I explained to her again that the spells weren’t real magic, that the power of them was already inside the people who wanted them, the spells just allowed them the use of it, that the magic was in their faith that the magic would work and she screamed at me then, That’s what I want, Granny, that’s what I want, to have faith that he’ll always love me, that he’ll never leave me. I can’t bear the thought of losing him, of some other bitch touching him. He’s MINE, Granny, he’s mine.

A Chorus of Voices

The way the novel is written with short chapters from multiple character viewpoints, we can only discern what happens next to some of those we meet along the way, as we imagine the implications of all that is revealed. It is a novel that might be better understood after multiple readings, as it takes some work to connect and reconnect the different voices. It’s a kind of fly-on-the-wall polyphonic chorus.

In a way, the novel reading experience is like being in the presence of a community but not really knowing them, observing for a while reveals some connections but not others.

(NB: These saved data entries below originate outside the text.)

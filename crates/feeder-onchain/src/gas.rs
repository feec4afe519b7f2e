//! Gas price policy.
//!
//! Astar (chain 592) publishes a gasnow-style endpoint; everywhere else the
//! node's suggestion is bumped by 10% and rounded up.

use crate::error::{OnchainError, OnchainResult};
use alloy::providers::{DynProvider, Provider};
use serde::Deserialize;
use tracing::debug;

pub const ASTAR_CHAIN_ID: i64 = 592;
const ASTAR_GAS_URL: &str = "https://gas.astar.network/api/gasnow?network=astar";

#[derive(Debug, Deserialize)]
struct GasNowResponse {
    data: GasNowData,
}

#[derive(Debug, Deserialize)]
struct GasNowData {
    #[serde(default)]
    fast: f64,
}

/// Gas price in wei for the given chain.
pub async fn gas_price(
    provider: &DynProvider,
    chain_id: i64,
    http: &reqwest::Client,
) -> OnchainResult<u128> {
    match chain_id {
        ASTAR_CHAIN_ID => astar_fast(http, ASTAR_GAS_URL).await,
        _ => {
            let suggested = provider.get_gas_price().await?;
            let bumped = bump_gas_price(suggested);
            debug!(suggested, bumped, "Gas price suggestion");
            Ok(bumped)
        }
    }
}

/// 110% of the suggestion, rounded up.
pub fn bump_gas_price(suggested: u128) -> u128 {
    suggested.saturating_add(suggested.div_ceil(10))
}

async fn astar_fast(http: &reqwest::Client, url: &str) -> OnchainResult<u128> {
    let response = http.get(url).send().await?;
    if !response.status().is_success() {
        return Err(OnchainError::GasEndpoint);
    }
    let gasnow: GasNowResponse = response.json().await?;
    if gasnow.data.fast <= 0.0 {
        return Err(OnchainError::GasEndpoint);
    }
    Ok(gasnow.data.fast as u128)
}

Some men can lie with such ease that they quickly begin to believe themselves, and so in a way their lies become truth and their sin is expunged.

21 voices a community in Tipperary follow up to The Spinning Heart

I have a few of Donal Ryan’s novels and I do recall having a little difficulty with his Booker longlisted debut mentioned above, and then absolutely loving All We Shall Know (reviewed here), then not being impressed at all by Strange Flowers. So a bit hit and miss for me, but one I’ll keep reading as he seems to have his finger on the pulse of contemporary community issues.

I enjoyed heart, be at peace and its themes, but it is a novel that is unlikely to stay with me due to the vast cast of character voices that too often became indiscernable for me.

Author, Donal Ryan

Donal Ryan is an award winning author from Nenagh, County Tipperary where this latest novel is set. His work has been published in over twenty languages to critical acclaim.

heart, be at peace won Novel of the Year and the Overall Grand Prize of Book of the Year at the An Irish Book Awards in 2024, described by the Irish Times an “absorbing, emphatic story of a community in trouble”

Maria Dickenson, Chair of the Judging Panel, said:

“Heart, Be at Peace was the unanimous choice of the judges from among the fantastic array of titles shortlisted this year. Donal Ryan’s writing has earned him a place among the greatest names in Irish literature and this lyrical novel speaks to the very heart of modern Irish society. Weaving twenty one voices together, Ryan portrays the passions, frailties and sorrows of one Irish town with compassion and clarity. Heart, Be at Peace is a masterful achievement and we congratulate Donal warmly on winning this award.”